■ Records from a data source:
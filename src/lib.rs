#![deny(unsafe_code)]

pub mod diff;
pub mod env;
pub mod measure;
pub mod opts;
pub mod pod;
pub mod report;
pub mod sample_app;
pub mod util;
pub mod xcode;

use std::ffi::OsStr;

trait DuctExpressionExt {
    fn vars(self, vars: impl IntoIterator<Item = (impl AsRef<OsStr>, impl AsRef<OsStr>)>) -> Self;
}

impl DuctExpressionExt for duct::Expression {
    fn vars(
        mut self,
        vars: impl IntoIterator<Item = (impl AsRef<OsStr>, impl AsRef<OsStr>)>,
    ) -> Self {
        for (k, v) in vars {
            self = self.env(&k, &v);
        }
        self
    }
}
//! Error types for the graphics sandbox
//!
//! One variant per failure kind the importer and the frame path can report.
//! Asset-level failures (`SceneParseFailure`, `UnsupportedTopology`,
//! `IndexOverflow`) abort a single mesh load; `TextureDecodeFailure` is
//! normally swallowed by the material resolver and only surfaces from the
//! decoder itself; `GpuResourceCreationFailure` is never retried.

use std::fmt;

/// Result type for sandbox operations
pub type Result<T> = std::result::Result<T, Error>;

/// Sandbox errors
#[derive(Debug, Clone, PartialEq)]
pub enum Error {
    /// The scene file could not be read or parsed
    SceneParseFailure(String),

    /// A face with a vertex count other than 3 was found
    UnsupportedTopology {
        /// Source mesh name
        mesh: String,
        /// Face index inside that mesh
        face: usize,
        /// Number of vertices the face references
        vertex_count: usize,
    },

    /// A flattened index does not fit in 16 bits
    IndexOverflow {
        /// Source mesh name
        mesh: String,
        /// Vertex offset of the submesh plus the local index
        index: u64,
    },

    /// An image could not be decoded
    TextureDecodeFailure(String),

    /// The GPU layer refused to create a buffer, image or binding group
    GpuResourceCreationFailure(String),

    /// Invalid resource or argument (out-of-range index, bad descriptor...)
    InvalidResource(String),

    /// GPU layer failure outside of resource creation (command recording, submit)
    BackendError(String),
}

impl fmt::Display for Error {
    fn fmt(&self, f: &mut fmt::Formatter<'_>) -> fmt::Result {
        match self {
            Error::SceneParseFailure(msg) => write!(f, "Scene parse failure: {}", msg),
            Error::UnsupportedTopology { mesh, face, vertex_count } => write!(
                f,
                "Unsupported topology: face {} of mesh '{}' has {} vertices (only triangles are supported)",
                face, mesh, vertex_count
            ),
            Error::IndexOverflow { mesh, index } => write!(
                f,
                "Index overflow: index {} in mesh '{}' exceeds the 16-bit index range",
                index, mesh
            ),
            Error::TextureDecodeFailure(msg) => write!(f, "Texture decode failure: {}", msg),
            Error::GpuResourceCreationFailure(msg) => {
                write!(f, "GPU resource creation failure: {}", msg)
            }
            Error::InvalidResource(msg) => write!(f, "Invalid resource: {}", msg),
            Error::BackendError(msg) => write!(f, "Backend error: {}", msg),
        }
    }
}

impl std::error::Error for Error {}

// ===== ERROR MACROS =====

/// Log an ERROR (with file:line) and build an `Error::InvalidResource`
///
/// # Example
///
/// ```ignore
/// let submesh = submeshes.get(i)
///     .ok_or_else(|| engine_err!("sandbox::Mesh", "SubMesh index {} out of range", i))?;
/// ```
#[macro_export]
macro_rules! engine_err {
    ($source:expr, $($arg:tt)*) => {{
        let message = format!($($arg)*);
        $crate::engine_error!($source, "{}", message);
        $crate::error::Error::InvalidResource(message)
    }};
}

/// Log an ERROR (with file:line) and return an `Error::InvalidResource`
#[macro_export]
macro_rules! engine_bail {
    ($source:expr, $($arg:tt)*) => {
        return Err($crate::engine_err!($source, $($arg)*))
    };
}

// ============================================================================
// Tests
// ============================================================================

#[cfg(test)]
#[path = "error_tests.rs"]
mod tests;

--

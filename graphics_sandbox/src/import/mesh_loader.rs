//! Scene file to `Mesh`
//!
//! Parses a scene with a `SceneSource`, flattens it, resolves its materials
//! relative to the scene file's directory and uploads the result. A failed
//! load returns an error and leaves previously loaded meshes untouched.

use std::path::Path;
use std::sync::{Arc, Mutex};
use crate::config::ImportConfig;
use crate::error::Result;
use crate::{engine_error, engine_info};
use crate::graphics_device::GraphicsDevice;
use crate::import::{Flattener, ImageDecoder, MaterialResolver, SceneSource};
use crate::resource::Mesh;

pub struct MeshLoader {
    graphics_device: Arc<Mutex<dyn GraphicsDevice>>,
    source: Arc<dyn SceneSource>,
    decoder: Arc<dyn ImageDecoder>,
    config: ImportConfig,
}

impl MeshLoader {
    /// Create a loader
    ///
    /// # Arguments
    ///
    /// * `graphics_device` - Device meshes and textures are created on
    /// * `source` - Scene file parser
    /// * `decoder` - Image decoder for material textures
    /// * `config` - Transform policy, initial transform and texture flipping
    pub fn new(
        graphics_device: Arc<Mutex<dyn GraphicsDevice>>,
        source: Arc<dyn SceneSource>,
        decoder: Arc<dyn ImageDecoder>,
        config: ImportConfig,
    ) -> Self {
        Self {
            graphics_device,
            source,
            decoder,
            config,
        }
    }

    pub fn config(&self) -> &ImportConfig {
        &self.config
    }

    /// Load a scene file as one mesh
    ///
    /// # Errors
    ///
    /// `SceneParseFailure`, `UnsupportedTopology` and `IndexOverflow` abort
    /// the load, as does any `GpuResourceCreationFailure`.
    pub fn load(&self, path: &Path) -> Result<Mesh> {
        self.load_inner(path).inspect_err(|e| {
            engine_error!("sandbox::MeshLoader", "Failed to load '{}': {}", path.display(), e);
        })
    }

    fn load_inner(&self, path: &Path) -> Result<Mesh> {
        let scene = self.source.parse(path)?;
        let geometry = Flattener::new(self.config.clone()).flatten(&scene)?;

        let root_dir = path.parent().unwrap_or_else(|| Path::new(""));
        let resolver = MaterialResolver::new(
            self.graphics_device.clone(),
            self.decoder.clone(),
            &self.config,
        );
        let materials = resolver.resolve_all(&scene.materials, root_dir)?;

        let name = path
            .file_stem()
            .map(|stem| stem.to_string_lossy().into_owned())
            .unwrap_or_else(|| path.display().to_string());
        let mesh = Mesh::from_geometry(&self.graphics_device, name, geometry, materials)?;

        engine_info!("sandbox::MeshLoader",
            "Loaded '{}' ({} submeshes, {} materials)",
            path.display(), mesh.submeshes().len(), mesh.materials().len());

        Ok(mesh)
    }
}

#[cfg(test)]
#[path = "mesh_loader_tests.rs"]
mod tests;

==

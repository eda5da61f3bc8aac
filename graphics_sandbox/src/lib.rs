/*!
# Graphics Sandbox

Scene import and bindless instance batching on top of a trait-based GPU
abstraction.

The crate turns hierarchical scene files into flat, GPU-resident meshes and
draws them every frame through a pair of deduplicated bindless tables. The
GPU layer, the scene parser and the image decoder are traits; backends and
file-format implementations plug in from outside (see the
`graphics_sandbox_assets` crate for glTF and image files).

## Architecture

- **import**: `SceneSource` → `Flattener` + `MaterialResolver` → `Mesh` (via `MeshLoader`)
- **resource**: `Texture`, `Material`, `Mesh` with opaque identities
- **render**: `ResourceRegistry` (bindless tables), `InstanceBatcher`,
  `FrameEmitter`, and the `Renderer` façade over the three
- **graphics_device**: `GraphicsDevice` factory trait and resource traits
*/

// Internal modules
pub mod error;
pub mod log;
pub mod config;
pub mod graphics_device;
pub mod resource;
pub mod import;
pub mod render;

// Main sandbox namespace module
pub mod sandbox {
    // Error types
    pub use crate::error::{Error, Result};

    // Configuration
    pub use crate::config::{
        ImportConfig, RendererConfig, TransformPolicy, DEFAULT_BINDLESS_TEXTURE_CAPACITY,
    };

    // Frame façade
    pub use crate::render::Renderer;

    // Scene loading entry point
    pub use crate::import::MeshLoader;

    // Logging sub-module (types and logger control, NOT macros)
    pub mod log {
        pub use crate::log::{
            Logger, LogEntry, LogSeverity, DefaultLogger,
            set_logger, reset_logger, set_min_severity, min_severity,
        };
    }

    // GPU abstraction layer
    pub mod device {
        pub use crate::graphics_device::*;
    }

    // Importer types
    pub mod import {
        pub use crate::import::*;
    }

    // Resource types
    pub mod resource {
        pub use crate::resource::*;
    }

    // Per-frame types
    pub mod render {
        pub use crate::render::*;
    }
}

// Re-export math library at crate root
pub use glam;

■ WORK INSTRUCTION: Transcribe the records above exactly, beginning at the line that contains "filename src/lib.rs" and ending with the line that contains "#[derive(Debug, Clone, PartialEq)]", both included, and nothing else.

■ EXERCISE RESULT:
filename src/lib.rs
#![deny(unsafe_code)]

pub mod diff;
pub mod env;
pub mod measure;
pub mod opts;
pub mod pod;
pub mod report;
pub mod sample_app;
pub mod util;
pub mod xcode;

use std::ffi::OsStr;

trait DuctExpressionExt {
    fn vars(self, vars: impl IntoIterator<Item = (impl AsRef<OsStr>, impl AsRef<OsStr>)>) -> Self;
}

impl DuctExpressionExt for duct::Expression {
    fn vars(
        mut self,
        vars: impl IntoIterator<Item = (impl AsRef<OsStr>, impl AsRef<OsStr>)>,
    ) -> Self {
        for (k, v) in vars {
            self = self.env(&k, &v);
        }
        self
    }
}
//! Error types for the graphics sandbox
//!
//! One variant per failure kind the importer and the frame path can report.
//! Asset-level failures (`SceneParseFailure`, `UnsupportedTopology`,
//! `IndexOverflow`) abort a single mesh load; `TextureDecodeFailure` is
//! normally swallowed by the material resolver and only surfaces from the
//! decoder itself; `GpuResourceCreationFailure` is never retried.

use std::fmt;

/// Result type for sandbox operations
pub type Result<T> = std::result::Result<T, Error>;

/// Sandbox errors
#[derive(Debug, Clone, PartialEq)]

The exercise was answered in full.